Which lines in the records below contain the word "kinds"? Copy each one.

[Stored data entries]
┌──

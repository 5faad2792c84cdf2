//! Resource kinds, the bus payloads, and the per-kind gateway bindings.

use larder_client::{
    Gateway, GatewayError, GatewayFuture, Id, Ingredient, PantryItem, Recipe, ShoppingListItem,
};
use larder_core::bus::{Mutation, MutationBus};
use std::fmt;

/// The four kinds of list-held entity.
#[derive(Debug, Clone, Copy, PartialEq, Eq, Hash)]
pub enum ResourceKind {
    /// [`PantryItem`]
    PantryItem,
    /// [`Recipe`]
    Recipe,
    /// [`Ingredient`]
    Ingredient,
    /// [`ShoppingListItem`]
    ShoppingListItem,
}

impl ResourceKind {
    /// Lower-case singular, as used in notices
    #[must_use]
    pub const fn label(self) -> &'static str {
        match self {
            ResourceKind::PantryItem => "pantry item",
            ResourceKind::Recipe => "recipe",
            ResourceKind::Ingredient => "ingredient",
            ResourceKind::ShoppingListItem => "shopping list item",
        }
    }

    /// Title-case plural, as used in "Failed to retrieve ..." notices
    #[must_use]
    pub const fn plural(self) -> &'static str {
        match self {
            ResourceKind::PantryItem => "Pantry Items",
            ResourceKind::Recipe => "Recipes",
            ResourceKind::Ingredient => "Ingredients",
            ResourceKind::ShoppingListItem => "Shopping List Items",
        }
    }
}

impl fmt::Display for ResourceKind {
    fn fmt(&self, f: &mut fmt::Formatter<'_>) -> fmt::Result {
        f.write_str(self.label())
    }
}

/// An entity announced as created or updated.
#[derive(Debug, Clone, PartialEq)]
pub enum Entity {
    /// Pantry item
    PantryItem(PantryItem),
    /// Recipe
    Recipe(Recipe),
    /// Ingredient, possibly with a bare pantry item id
    Ingredient(Ingredient),
    /// Shopping list entry
    ShoppingListItem(ShoppingListItem),
}

impl Entity {
    /// Kind of the wrapped entity
    #[must_use]
    pub const fn kind(&self) -> ResourceKind {
        match self {
            Entity::PantryItem(_) => ResourceKind::PantryItem,
            Entity::Recipe(_) => ResourceKind::Recipe,
            Entity::Ingredient(_) => ResourceKind::Ingredient,
            Entity::ShoppingListItem(_) => ResourceKind::ShoppingListItem,
        }
    }

    /// Server id of the wrapped entity
    #[must_use]
    pub const fn id(&self) -> &Id {
        match self {
            Entity::PantryItem(item) => &item.id,
            Entity::Recipe(recipe) => &recipe.id,
            Entity::Ingredient(ingredient) => &ingredient.id,
            Entity::ShoppingListItem(item) => &item.id,
        }
    }

    /// Key identifying the wrapped entity
    #[must_use]
    pub fn key(&self) -> EntityKey {
        EntityKey::new(self.kind(), self.id().clone())
    }
}

/// Kind-qualified id, carried by `deleted` announcements.
///
/// Ids are only unique within a kind.
#[derive(Debug, Clone, PartialEq, Eq, Hash)]
pub struct EntityKey {
    /// Kind of the deleted entity
    pub kind: ResourceKind,
    /// Its server id
    pub id: Id,
}

impl EntityKey {
    /// Key for `id` of `kind`
    #[must_use]
    pub const fn new(kind: ResourceKind, id: Id) -> Self {
        Self { kind, id }
    }
}

impl fmt::Display for EntityKey {
    fn fmt(&self, f: &mut fmt::Formatter<'_>) -> fmt::Result {
        write!(f, "{} {}", self.kind, self.id)
    }
}

/// The application's mutation bus.
pub type AppBus = MutationBus<Entity, EntityKey>;

/// One announcement on [`AppBus`].
pub type AppMutation = Mutation<Entity, EntityKey>;

/// A list-held entity kind and how to fetch it.
///
/// `Scope` is the filter key a list is restricted to: the category for
/// pantry items, the recipe for ingredients, `()` for global lists.
pub trait Resource: Clone + fmt::Debug + PartialEq + Send + Sync + 'static {
    /// Filter key for lists of this kind
    type Scope: Clone + fmt::Debug + PartialEq + Send + Sync + 'static;

    /// Kind tag
    const KIND: ResourceKind;

    /// Server id
    fn id(&self) -> &Id;

    /// Whether this entity belongs in a list scoped to `scope`
    fn in_scope(&self, scope: &Self::Scope) -> bool;

    /// Whether every embedded relation the list renders is present
    fn is_complete(&self) -> bool {
        true
    }

    /// Borrow the entity out of a bus payload of the matching kind
    fn from_entity(entity: &Entity) -> Option<&Self>;

    /// Wrap for publishing on the bus
    fn into_entity(self) -> Entity;

    /// Fetch the collection for `scope`
    fn list<'a>(gateway: &'a dyn Gateway, scope: &'a Self::Scope) -> GatewayFuture<'a, Vec<Self>>;

    /// Fetch one entity by id, with its embedded relations
    fn fetch<'a>(gateway: &'a dyn Gateway, id: &'a Id) -> GatewayFuture<'a, Self>;

    /// Key for this entity
    fn key(&self) -> EntityKey {
        EntityKey::new(Self::KIND, self.id().clone())
    }
}

impl Resource for PantryItem {
    type Scope = Id;

    const KIND: ResourceKind = ResourceKind::PantryItem;

    fn id(&self) -> &Id {
        &self.id
    }

    fn in_scope(&self, category: &Id) -> bool {
        &self.category == category
    }

    fn from_entity(entity: &Entity) -> Option<&Self> {
        match entity {
            Entity::PantryItem(item) => Some(item),
            _ => None,
        }
    }

    fn into_entity(self) -> Entity {
        Entity::PantryItem(self)
    }

    fn list<'a>(gateway: &'a dyn Gateway, category: &'a Id) -> GatewayFuture<'a, Vec<Self>> {
        gateway.list_pantry_items_by_category(category)
    }

    fn fetch<'a>(gateway: &'a dyn Gateway, id: &'a Id) -> GatewayFuture<'a, Self> {
        gateway.get_pantry_item(id)
    }
}

impl Resource for Recipe {
    type Scope = ();

    const KIND: ResourceKind = ResourceKind::Recipe;

    fn id(&self) -> &Id {
        &self.id
    }

    fn in_scope(&self, _: &()) -> bool {
        true
    }

    fn from_entity(entity: &Entity) -> Option<&Self> {
        match entity {
            Entity::Recipe(recipe) => Some(recipe),
            _ => None,
        }
    }

    fn into_entity(self) -> Entity {
        Entity::Recipe(self)
    }

    fn list<'a>(gateway: &'a dyn Gateway, _: &'a ()) -> GatewayFuture<'a, Vec<Self>> {
        gateway.list_recipes()
    }

    fn fetch<'a>(gateway: &'a dyn Gateway, id: &'a Id) -> GatewayFuture<'a, Self> {
        gateway.get_recipe(id)
    }
}

impl Resource for Ingredient {
    type Scope = Id;

    const KIND: ResourceKind = ResourceKind::Ingredient;

    fn id(&self) -> &Id {
        &self.id
    }

    fn in_scope(&self, recipe: &Id) -> bool {
        &self.recipe == recipe
    }

    fn is_complete(&self) -> bool {
        self.pantry_item.full().is_some()
    }

    fn from_entity(entity: &Entity) -> Option<&Self> {
        match entity {
            Entity::Ingredient(ingredient) => Some(ingredient),
            _ => None,
        }
    }

    fn into_entity(self) -> Entity {
        Entity::Ingredient(self)
    }

    fn list<'a>(gateway: &'a dyn Gateway, recipe: &'a Id) -> GatewayFuture<'a, Vec<Self>> {
        gateway.list_ingredients_by_recipe(recipe)
    }

    fn fetch<'a>(gateway: &'a dyn Gateway, id: &'a Id) -> GatewayFuture<'a, Self> {
        gateway.get_ingredient(id)
    }
}

impl Resource for ShoppingListItem {
    type Scope = ();

    const KIND: ResourceKind = ResourceKind::ShoppingListItem;

    fn id(&self) -> &Id {
        &self.id
    }

    fn in_scope(&self, _: &()) -> bool {
        true
    }

    fn from_entity(entity: &Entity) -> Option<&Self> {
        match entity {
            Entity::ShoppingListItem(item) => Some(item),
            _ => None,
        }
    }

    fn into_entity(self) -> Entity {
        Entity::ShoppingListItem(self)
    }

    fn list<'a>(gateway: &'a dyn Gateway, _: &'a ()) -> GatewayFuture<'a, Vec<Self>> {
        gateway.list_shopping_list_items()
    }

    // Shopping list entries always arrive with their pantry item embedded.
    fn fetch<'a>(_gateway: &'a dyn Gateway, _id: &'a Id) -> GatewayFuture<'a, Self> {
        Box::pin(async { Err(GatewayError::Unsupported("fetch shopping list item")) })
    }
}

└──

Answer box.
//! Resource kinds, the bus payloads, and the per-kind gateway bindings.
/// The four kinds of list-held entity.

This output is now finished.